Amicus puts hold on clinical trial of muscle disorder drug
POSTED March 1, 2009 - 21:56 | POSTED BY Jaspreet Kaur
Last edited by Shikha Patial on March 2, 2009 - 10:18
Bangalore, March 1: Amicus Therapeutics Inc. (NSDQ: AMCS), has come under the spotlight after it had to put a halt on the mid-stage trial of its new treatment for an uncommon muscle disorder. This had to be done after two patients suffered grave consequences of the treatment.
This incident has seriously affected the company’s shares as they tumbled to an all time low of 34 percent.
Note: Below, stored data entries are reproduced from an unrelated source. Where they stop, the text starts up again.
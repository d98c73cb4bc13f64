//! Tests for pointmap-model types.

use std::sync::Arc;

use pointmap_model::{
    ClassDescriptor, ClassIntrospector, ClassName, ClassRegistry, Instance, MethodDescriptor,
    ModelError, ParameterDescriptor, PropertyDescriptor, Record, Visibility,
};
use proptest::prelude::*;
use serde_json::json;

const SCHEMA: &str = r#"[
  {
    "name": "shop::Customer",
    "properties": [
      { "name": "id" },
      { "name": "email", "visibility": "private" }
    ],
    "methods": [
      { "name": "__construct", "parameters": [{ "name": "id" }, { "name": "email", "optional": true }] },
      { "name": "getEmail" },
      { "name": "setEmail", "parameters": [{ "name": "email" }] }
    ]
  }
]"#;

#[test]
fn schema_drives_records() {
    let registry = ClassRegistry::from_json_str(SCHEMA).expect("parse schema");
    let name = ClassName::new("shop::Customer").unwrap();
    let class = registry.require(&name).expect("registered class");

    assert_eq!(class.property("email").unwrap().visibility, Visibility::Private);
    assert_eq!(class.constructor().unwrap().required_parameters(), 1);

    let mut customer = Record::construct(Arc::clone(&class), vec![json!(42)]).unwrap();
    assert_eq!(customer.class_name(), &name);
    assert_eq!(customer.read("getEmail").unwrap(), json!(null));

    customer
        .invoke("setEmail", vec![json!("a@example.com")])
        .unwrap();
    assert_eq!(
        customer.to_json(),
        json!({"id": 42, "email": "a@example.com"})
    );
}

#[test]
fn registry_is_shareable_across_threads() {
    let registry: Arc<dyn ClassIntrospector> =
        Arc::new(ClassRegistry::from_json_str(SCHEMA).unwrap());
    let name = ClassName::new("shop::Customer").unwrap();
    let handles: Vec<_> = (0..4)
        .map(|_| {
            let registry = Arc::clone(&registry);
            let name = name.clone();
            std::thread::spawn(move || registry.describe(&name).is_some())
        })
        .collect();
    for handle in handles {
        assert!(handle.join().unwrap());
    }
}

#[test]
fn invalid_member_names_are_rejected() {
    let class = ClassDescriptor::new(ClassName::new("Bad").unwrap())
        .with_property(PropertyDescriptor::public("$x"));
    assert!(matches!(
        ClassRegistry::from_descriptors([class]),
        Err(ModelError::InvalidMemberName(name)) if name == "$x"
    ));

    let class = ClassDescriptor::new(ClassName::new("Bad").unwrap()).with_method(
        MethodDescriptor::public("setX")
            .with_parameter(ParameterDescriptor::required("x"))
            .with_parameter(ParameterDescriptor::required("x")),
    );
    assert!(matches!(
        ClassRegistry::from_descriptors([class]),
        Err(ModelError::DuplicateMember { .. })
    ));
}

fn identifier() -> impl Strategy<Value = String> {
    "[A-Za-z_][A-Za-z0-9_]{0,12}"
}

proptest! {
    #[test]
    fn class_names_round_trip(segments in prop::collection::vec(identifier(), 1..4)) {
        let raw = segments.join("::");
        let name = ClassName::new(raw.clone()).unwrap();
        prop_assert_eq!(name.as_str(), raw.as_str());
        prop_assert_eq!(name.short_name(), segments.last().unwrap().as_str());
        let json = serde_json::to_string(&name).unwrap();
        let back: ClassName = serde_json::from_str(&json).unwrap();
        prop_assert_eq!(back, name);
    }

    #[test]
    fn dotted_class_names_are_rejected(a in identifier(), b in identifier()) {
        let dotted = format!("{a}.{b}");
        prop_assert!(ClassName::new(dotted).is_err());
    }
}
The company’s stock was among the top intraday losers on NASDAQ.
Lazard Capital Markets analyst Matthew Osborne, who was confident about the other two mid-stage studies, was quoted as saying, “It was a surprise to see these adverse events, but there is still an opportunity to demonstrate safety and activity for other diseases.”
As of now, patient enrolment for the mid-stage clinical experiment has been stopped by Amicus.
The condition of the two patients became serious probably due to the treatment associated with the drug AT2220. This was revealed by the site investigator who looked into the current event.
The latest trial was done in order to determine the safety and acceptability of different dosing patterns of AT2220 over a period of 12 weeks. The patients on whom the trial was conducted suffered from an unusual muscle disorder known as Pompe disease. 18 such patients were taken into account.
However, Pacific Growth Equities analyst Gregory Wade was amazed at such a high sell-off in the shares. He said that the position of the company depends on the other two mid-stage programs.
Amicus too added that the present spate of events would not have any effect on its ongoing studies, which involve two more drugs. These drugs are namely, Amigal and Plicera. While the former is being developed for the treatment of Fabry disease, the latter is under development for treating Gaucher disease.
Assuring immediate action in this regard, Chief Executive John Crowley said, “We will work closely with the investigators and the U.S. Food and Drug Administration to address these issues, modify the protocol as appropriate, and get the trial back on track as quickly as possible.”